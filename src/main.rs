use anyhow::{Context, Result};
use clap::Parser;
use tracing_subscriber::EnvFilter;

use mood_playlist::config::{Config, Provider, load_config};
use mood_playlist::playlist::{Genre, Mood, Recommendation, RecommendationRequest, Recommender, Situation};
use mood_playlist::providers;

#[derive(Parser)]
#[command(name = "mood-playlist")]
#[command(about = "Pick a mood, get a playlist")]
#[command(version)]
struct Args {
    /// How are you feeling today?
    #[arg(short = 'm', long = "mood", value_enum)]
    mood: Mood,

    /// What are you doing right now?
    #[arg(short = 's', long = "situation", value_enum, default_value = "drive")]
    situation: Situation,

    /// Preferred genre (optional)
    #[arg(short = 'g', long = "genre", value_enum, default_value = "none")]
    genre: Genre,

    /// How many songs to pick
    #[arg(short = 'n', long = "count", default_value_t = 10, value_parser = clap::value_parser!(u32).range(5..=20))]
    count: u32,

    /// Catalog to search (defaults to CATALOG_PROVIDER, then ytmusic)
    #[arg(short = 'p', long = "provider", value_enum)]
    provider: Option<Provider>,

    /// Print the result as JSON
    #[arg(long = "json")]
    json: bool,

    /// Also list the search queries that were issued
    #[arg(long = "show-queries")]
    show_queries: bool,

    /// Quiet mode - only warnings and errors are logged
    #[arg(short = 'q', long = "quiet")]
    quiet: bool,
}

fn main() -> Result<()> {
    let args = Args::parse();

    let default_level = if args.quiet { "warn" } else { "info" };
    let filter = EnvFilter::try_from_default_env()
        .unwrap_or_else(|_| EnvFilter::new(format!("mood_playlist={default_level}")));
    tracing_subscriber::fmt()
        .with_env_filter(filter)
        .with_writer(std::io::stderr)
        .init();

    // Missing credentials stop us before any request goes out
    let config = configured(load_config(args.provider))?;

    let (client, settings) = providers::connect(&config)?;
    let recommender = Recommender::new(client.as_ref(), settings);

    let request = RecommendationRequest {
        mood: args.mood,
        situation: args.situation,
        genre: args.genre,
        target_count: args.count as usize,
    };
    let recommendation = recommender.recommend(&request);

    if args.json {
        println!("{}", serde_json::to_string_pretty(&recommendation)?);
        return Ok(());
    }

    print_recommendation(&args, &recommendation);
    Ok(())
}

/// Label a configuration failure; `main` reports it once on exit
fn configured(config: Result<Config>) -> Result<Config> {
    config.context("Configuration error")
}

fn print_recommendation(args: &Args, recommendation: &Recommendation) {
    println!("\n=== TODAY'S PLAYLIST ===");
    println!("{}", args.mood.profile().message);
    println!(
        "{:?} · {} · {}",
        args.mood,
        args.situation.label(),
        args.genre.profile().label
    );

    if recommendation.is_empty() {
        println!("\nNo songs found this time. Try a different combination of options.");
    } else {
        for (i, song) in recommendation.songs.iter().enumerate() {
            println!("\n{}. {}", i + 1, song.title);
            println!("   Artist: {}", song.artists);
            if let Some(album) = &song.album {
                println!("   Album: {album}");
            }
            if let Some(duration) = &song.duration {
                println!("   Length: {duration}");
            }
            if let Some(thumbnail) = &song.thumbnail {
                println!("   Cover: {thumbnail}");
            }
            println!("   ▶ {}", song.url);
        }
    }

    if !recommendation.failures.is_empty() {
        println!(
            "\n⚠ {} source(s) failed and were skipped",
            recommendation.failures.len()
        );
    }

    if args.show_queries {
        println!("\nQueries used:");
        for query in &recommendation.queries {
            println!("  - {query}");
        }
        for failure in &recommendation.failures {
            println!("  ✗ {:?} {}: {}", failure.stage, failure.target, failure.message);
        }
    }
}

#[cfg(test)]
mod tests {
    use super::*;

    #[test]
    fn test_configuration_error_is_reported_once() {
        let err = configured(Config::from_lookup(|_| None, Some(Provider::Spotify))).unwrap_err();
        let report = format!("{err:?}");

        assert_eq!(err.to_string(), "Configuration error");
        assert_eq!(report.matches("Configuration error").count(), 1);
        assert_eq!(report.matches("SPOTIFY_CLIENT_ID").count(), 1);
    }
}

◆ Required work
The expected output is exactly the lines of the listing above between the line holding "Preferred genre (optional)" and the line holding "request goes out", inclusive.

◆ Task solution
    /// Preferred genre (optional)
    #[arg(short = 'g', long = "genre", value_enum, default_value = "none")]
    genre: Genre,

    /// How many songs to pick
    #[arg(short = 'n', long = "count", default_value_t = 10, value_parser = clap::value_parser!(u32).range(5..=20))]
    count: u32,

    /// Catalog to search (defaults to CATALOG_PROVIDER, then ytmusic)
    #[arg(short = 'p', long = "provider", value_enum)]
    provider: Option<Provider>,

    /// Print the result as JSON
    #[arg(long = "json")]
    json: bool,

    /// Also list the search queries that were issued
    #[arg(long = "show-queries")]
    show_queries: bool,

    /// Quiet mode - only warnings and errors are logged
    #[arg(short = 'q', long = "quiet")]
    quiet: bool,
}

fn main() -> Result<()> {
    let args = Args::parse();

    let default_level = if args.quiet { "warn" } else { "info" };
    let filter = EnvFilter::try_from_default_env()
        .unwrap_or_else(|_| EnvFilter::new(format!("mood_playlist={default_level}")));
    tracing_subscriber::fmt()
        .with_env_filter(filter)
        .with_writer(std::io::stderr)
        .init();

    // Missing credentials stop us before any request goes out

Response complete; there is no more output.